• **PROBLEM STATEMENT**
From the first line of the material below to the line containing "#[derive(Debug, Error)]", repeat every line exactly and add nothing.
** Opening EXERCISE INPUTS block **
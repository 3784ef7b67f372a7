//! Configuration loaded from a TOML file and overridden by CLI flags

use std::path::{Path, PathBuf};
use std::time::Duration;

use serde::{Deserialize, Serialize};
use thiserror::Error;
use tracing::{debug, info};

use crate::constants::*;

/// Environment variable consulted when the file carries no API password
pub const PASSWORD_ENV: &str = "IPTV_TUNER_PASSWORD";

#[derive(Debug, Error)]
pub enum ConfigError {
    #[error("Failed to read config file {path}: {source}")]
    Read {
        path: PathBuf,
        #[source]
        source: std::io::Error,
    },

    #[error("Failed to parse config file {path}: {source}")]
    Parse {
        path: PathBuf,
        #[source]
        source: toml::de::Error,
    },

    #[error("Invalid configuration: {message}")]
    Invalid { message: String },
}

/// Top-level configuration, passed by reference to each component
#[derive(Debug, Clone, Default, Serialize, Deserialize)]
pub struct Config {
    #[serde(default)]
    pub server: ServerConfig,
    #[serde(default)]
    pub playlist: PlaylistConfig,
    #[serde(default)]
    pub tuning: TuningConfig,
    #[serde(default)]
    pub inspector: InspectorConfig,
    #[serde(default)]
    pub remote_log: RemoteLogConfig,
    #[serde(default)]
    pub output: OutputConfig,
}

/// IPTV server (Dispatcharr) address and API credentials
#[derive(Debug, Clone, Serialize, Deserialize)]
pub struct ServerConfig {
    #[serde(default = "default_server_address")]
    pub address: String,
    pub username: Option<String>,
    pub password: Option<String>,
}

#[derive(Debug, Clone, Serialize, Deserialize)]
pub struct PlaylistConfig {
    /// Direct (non-proxied) playlist; derived from the server address when unset
    pub baseline_url: Option<String>,
    /// Proxied playlist; derived from the server address when unset
    pub proxied_url: Option<String>,
    #[serde(default = "default_target_group")]
    pub target_group: String,
    #[serde(default = "default_start_channel")]
    pub start_channel: String,
    #[serde(default = "default_channel_count")]
    pub channel_count: usize,
    #[serde(default = "default_true")]
    pub run_baseline: bool,
}

#[derive(Debug, Clone, Serialize, Deserialize)]
pub struct TuningConfig {
    #[serde(default = "default_tune_timeout_secs")]
    pub timeout_secs: u64,
    #[serde(default = "default_min_playback_ms")]
    pub min_playback_ms: u64,
    #[serde(default = "default_user_agent")]
    pub user_agent: String,
    #[serde(default = "default_ffmpeg_path")]
    pub ffmpeg_path: String,
}

#[derive(Debug, Clone, Serialize, Deserialize)]
pub struct InspectorConfig {
    #[serde(default = "default_ffprobe_path")]
    pub ffprobe_path: String,
    #[serde(default = "default_probe_timeout_secs")]
    pub timeout_secs: u64,
}

/// SSH target whose container log is tailed in debug mode
#[derive(Debug, Clone, Serialize, Deserialize)]
pub struct RemoteLogConfig {
    pub host: Option<String>,
    pub username: Option<String>,
    pub identity_file: Option<PathBuf>,
    #[serde(default = "default_container")]
    pub container: String,
    #[serde(default = "default_ssh_path")]
    pub ssh_path: String,
}

#[derive(Debug, Clone, Serialize, Deserialize)]
pub struct OutputConfig {
    #[serde(default = "default_results_file")]
    pub results_file: PathBuf,
    #[serde(default = "default_report_file")]
    pub report_file: PathBuf,
    #[serde(default = "default_thumbnail_dir")]
    pub thumbnail_dir: PathBuf,
    #[serde(default = "default_log_file")]
    pub log_file: PathBuf,
}

fn default_server_address() -> String { "192.168.0.150:9191".to_string() }
fn default_target_group() -> String { "Nederland".to_string() }
fn default_start_channel() -> String { "NPO1".to_string() }
fn default_channel_count() -> usize { 10 }
fn default_true() -> bool { true }
fn default_tune_timeout_secs() -> u64 { DEFAULT_TUNE_TIMEOUT_SECS }
fn default_min_playback_ms() -> u64 { DEFAULT_MIN_PLAYBACK_MS }
fn default_user_agent() -> String { DEFAULT_USER_AGENT.to_string() }
fn default_ffmpeg_path() -> String { "ffmpeg".to_string() }
fn default_ffprobe_path() -> String { "ffprobe".to_string() }
fn default_probe_timeout_secs() -> u64 { DEFAULT_PROBE_TIMEOUT_SECS }
fn default_container() -> String { "dispatcharr".to_string() }
fn default_ssh_path() -> String { "ssh".to_string() }
fn default_results_file() -> PathBuf { PathBuf::from("tuning_results.csv") }
fn default_report_file() -> PathBuf { PathBuf::from("tuning_report.html") }
fn default_thumbnail_dir() -> PathBuf { PathBuf::from("thumbnails") }
fn default_log_file() -> PathBuf { PathBuf::from("log.txt") }

impl Default for ServerConfig {
    fn default() -> Self {
        Self {
            address: default_server_address(),
            username: None,
            password: None,
        }
    }
}

impl Default for PlaylistConfig {
    fn default() -> Self {
        Self {
            baseline_url: None,
            proxied_url: None,
            target_group: default_target_group(),
            start_channel: default_start_channel(),
            channel_count: default_channel_count(),
            run_baseline: true,
        }
    }
}

impl Default for TuningConfig {
    fn default() -> Self {
        Self {
            timeout_secs: default_tune_timeout_secs(),
            min_playback_ms: default_min_playback_ms(),
            user_agent: default_user_agent(),
            ffmpeg_path: default_ffmpeg_path(),
        }
    }
}

impl Default for InspectorConfig {
    fn default() -> Self {
        Self {
            ffprobe_path: default_ffprobe_path(),
            timeout_secs: default_probe_timeout_secs(),
        }
    }
}

impl Default for RemoteLogConfig {
    fn default() -> Self {
        Self {
            host: None,
            username: None,
            identity_file: None,
            container: default_container(),
            ssh_path: default_ssh_path(),
        }
    }
}

impl Default for OutputConfig {
    fn default() -> Self {
        Self {
            results_file: default_results_file(),
            report_file: default_report_file(),
            thumbnail_dir: default_thumbnail_dir(),
            log_file: default_log_file(),
        }
    }
}

impl ServerConfig {
    pub fn base_url(&self) -> String {
        format!("http://{}", self.address)
    }

    /// Password from the file, falling back to the environment
    pub fn password(&self) -> Option<String> {
        self.password
            .clone()
            .or_else(|| std::env::var(PASSWORD_ENV).ok())
            .filter(|p| !p.is_empty())
    }
}

impl TuningConfig {
    pub fn timeout(&self) -> Duration {
        Duration::from_secs(self.timeout_secs)
    }

    pub fn min_playback(&self) -> Duration {
        Duration::from_millis(self.min_playback_ms)
    }
}

impl InspectorConfig {
    pub fn timeout(&self) -> Duration {
        Duration::from_secs(self.timeout_secs)
    }
}

impl Config {
    /// Loads the file when it exists; otherwise starts from defaults.
    pub fn load_from_file(path: impl AsRef<Path>) -> Result<Self, ConfigError> {
        let path = path.as_ref();
        if !path.exists() {
            debug!("No config file at {}, using defaults", path.display());
            return Ok(Self::default());
        }
        let contents = std::fs::read_to_string(path).map_err(|source| ConfigError::Read {
            path: path.to_path_buf(),
            source,
        })?;
        let config = Self::from_toml(&contents).map_err(|source| ConfigError::Parse {
            path: path.to_path_buf(),
            source,
        })?;
        info!("Configuration loaded from: {}", path.display());
        Ok(config)
    }

    pub fn from_toml(contents: &str) -> Result<Self, toml::de::Error> {
        toml::from_str(contents)
    }

    pub fn baseline_playlist_url(&self) -> String {
        self.playlist
            .baseline_url
            .clone()
            .unwrap_or_else(|| format!("{}/output/m3u?direct=true", self.server.base_url()))
    }

    pub fn proxied_playlist_url(&self) -> String {
        self.playlist
            .proxied_url
            .clone()
            .unwrap_or_else(|| format!("{}/output/m3u", self.server.base_url()))
    }

    /// Checks the fields every run depends on.
    pub fn validate(&self) -> Result<(), ConfigError> {
        let invalid = |message: String| Err(ConfigError::Invalid { message });

        if self.server.address.trim().is_empty() {
            return invalid("server.address must not be empty".into());
        }
        if let Err(e) = url::Url::parse(&self.server.base_url()) {
            return invalid(format!("server.address '{}' is not a valid host: {e}", self.server.address));
        }
        for (field, value) in [
            ("playlist.baseline_url", &self.playlist.baseline_url),
            ("playlist.proxied_url", &self.playlist.proxied_url),
        ] {
            if let Some(value) = value {
                let is_url = value.starts_with("http://") || value.starts_with("https://");
                if is_url && url::Url::parse(value).is_err() {
                    return invalid(format!("{field} '{value}' is not a valid URL"));
                }
            }
        }
        if self.playlist.target_group.trim().is_empty() {
            return invalid("playlist.target_group must not be empty".into());
        }
        if self.playlist.start_channel.trim().is_empty() {
            return invalid("playlist.start_channel must not be empty".into());
        }
        if self.playlist.channel_count == 0 {
            return invalid("playlist.channel_count must be at least 1".into());
        }
        if self.tuning.timeout_secs == 0 {
            return invalid("tuning.timeout_secs must be greater than 0".into());
        }
        if self.tuning.user_agent.trim().is_empty() {
            return invalid("tuning.user_agent must not be empty".into());
        }
        if self.inspector.timeout_secs == 0 {
            return invalid("inspector.timeout_secs must be greater than 0".into());
        }
        Ok(())
    }
}

#[cfg(test)]
mod tests {
    use super::*;

    #[test]
    fn empty_file_gives_defaults() {
        let config = Config::from_toml("").unwrap();
        assert_eq!(config.playlist.target_group, "Nederland");
        assert_eq!(config.tuning.timeout_secs, DEFAULT_TUNE_TIMEOUT_SECS);
        assert!(config.playlist.run_baseline);
        assert!(config.validate().is_ok());
    }

    #[test]
    fn partial_sections_keep_field_defaults() {
        let config = Config::from_toml(
            r#"
            [server]
            address = "10.0.0.5:9191"

            [playlist]
            target_group = "News"
            channel_count = 3
            "#,
        )
        .unwrap();
        assert_eq!(config.playlist.start_channel, "NPO1");
        assert_eq!(config.playlist.channel_count, 3);
        assert_eq!(
            config.baseline_playlist_url(),
            "http://10.0.0.5:9191/output/m3u?direct=true"
        );
        assert_eq!(config.proxied_playlist_url(), "http://10.0.0.5:9191/output/m3u");
    }

    #[test]
    fn explicit_playlist_urls_win() {
        let mut config = Config::default();
        config.playlist.proxied_url = Some("channels.m3u".into());
        assert_eq!(config.proxied_playlist_url(), "channels.m3u");
        assert!(config.validate().is_ok());
    }

    #[test]
    fn validation_rejects_bad_values() {
        let mut config = Config::default();
        config.playlist.channel_count = 0;
        assert!(matches!(config.validate(), Err(ConfigError::Invalid { .. })));

        let mut config = Config::default();
        config.tuning.timeout_secs = 0;
        assert!(config.validate().is_err());

        let mut config = Config::default();
        config.playlist.baseline_url = Some("http://bad host/".into());
        assert!(config.validate().is_err());
    }

    #[test]
    fn missing_file_is_not_an_error() {
        let dir = tempfile::tempdir().unwrap();
        let config = Config::load_from_file(dir.path().join("absent.toml")).unwrap();
        assert_eq!(config.output.results_file, PathBuf::from("tuning_results.csv"));
    }
}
** Closing EXERCISE INPUTS block **
• **ANSWER FOR THE TASK**
repository 3784ef7b67f372a7
//! Configuration loaded from a TOML file and overridden by CLI flags

use std::path::{Path, PathBuf};
use std::time::Duration;

use serde::{Deserialize, Serialize};
use thiserror::Error;
use tracing::{debug, info};

use crate::constants::*;

/// Environment variable consulted when the file carries no API password
pub const PASSWORD_ENV: &str = "IPTV_TUNER_PASSWORD";

#[derive(Debug, Error)]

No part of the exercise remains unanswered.